*** Begin section ***
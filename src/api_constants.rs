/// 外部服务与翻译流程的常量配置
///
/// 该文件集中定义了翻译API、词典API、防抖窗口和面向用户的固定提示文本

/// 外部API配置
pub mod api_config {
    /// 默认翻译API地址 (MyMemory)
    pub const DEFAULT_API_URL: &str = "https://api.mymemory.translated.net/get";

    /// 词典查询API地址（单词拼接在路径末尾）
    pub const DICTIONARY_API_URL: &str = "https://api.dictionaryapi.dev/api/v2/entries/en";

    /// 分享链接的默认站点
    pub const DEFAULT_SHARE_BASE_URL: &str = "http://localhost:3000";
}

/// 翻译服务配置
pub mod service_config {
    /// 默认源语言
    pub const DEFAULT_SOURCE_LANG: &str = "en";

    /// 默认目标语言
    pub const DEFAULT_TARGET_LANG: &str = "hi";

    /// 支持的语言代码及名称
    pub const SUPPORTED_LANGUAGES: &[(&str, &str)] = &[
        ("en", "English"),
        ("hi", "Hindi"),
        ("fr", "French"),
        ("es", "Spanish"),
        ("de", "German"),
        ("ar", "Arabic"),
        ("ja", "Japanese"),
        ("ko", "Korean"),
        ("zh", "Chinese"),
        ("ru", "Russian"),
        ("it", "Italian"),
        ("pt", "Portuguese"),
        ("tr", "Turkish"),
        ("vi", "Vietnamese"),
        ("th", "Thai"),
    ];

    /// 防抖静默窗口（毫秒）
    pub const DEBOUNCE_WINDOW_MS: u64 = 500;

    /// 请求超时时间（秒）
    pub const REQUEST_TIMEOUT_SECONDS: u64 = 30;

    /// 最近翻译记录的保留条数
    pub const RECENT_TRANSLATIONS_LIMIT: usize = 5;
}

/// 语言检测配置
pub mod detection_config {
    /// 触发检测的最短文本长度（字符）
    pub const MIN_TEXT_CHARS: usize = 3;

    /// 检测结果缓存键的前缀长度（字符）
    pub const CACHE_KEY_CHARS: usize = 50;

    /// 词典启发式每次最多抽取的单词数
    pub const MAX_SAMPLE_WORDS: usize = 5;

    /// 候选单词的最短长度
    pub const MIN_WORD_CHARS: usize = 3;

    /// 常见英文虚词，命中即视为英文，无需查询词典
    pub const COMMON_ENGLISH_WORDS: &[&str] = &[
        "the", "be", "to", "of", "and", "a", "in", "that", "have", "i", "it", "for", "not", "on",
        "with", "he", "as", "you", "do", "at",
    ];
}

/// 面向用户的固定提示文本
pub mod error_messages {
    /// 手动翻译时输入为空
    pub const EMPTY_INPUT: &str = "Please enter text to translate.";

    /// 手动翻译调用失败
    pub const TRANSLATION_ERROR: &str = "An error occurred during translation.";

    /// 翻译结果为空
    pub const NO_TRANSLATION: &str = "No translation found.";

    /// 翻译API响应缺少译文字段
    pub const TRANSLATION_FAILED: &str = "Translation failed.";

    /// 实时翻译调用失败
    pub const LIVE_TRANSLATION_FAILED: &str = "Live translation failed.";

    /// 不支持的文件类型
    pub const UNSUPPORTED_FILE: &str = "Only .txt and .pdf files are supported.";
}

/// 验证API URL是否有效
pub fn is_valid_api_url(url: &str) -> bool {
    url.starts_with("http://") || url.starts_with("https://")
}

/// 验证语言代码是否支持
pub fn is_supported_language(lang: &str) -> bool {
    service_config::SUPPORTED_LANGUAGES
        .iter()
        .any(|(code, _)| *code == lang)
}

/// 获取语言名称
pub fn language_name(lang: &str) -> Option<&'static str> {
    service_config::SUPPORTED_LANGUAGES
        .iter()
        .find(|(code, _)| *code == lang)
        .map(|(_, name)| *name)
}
*** End section ***
• _Activity_
In the records above, which lines hold the string "usize"? Copy each one.

• _Answer space_
    pub const RECENT_TRANSLATIONS_LIMIT: usize = 5;
    pub const MIN_TEXT_CHARS: usize = 3;
    pub const CACHE_KEY_CHARS: usize = 50;
    pub const MAX_SAMPLE_WORDS: usize = 5;
    pub const MIN_WORD_CHARS: usize = 3;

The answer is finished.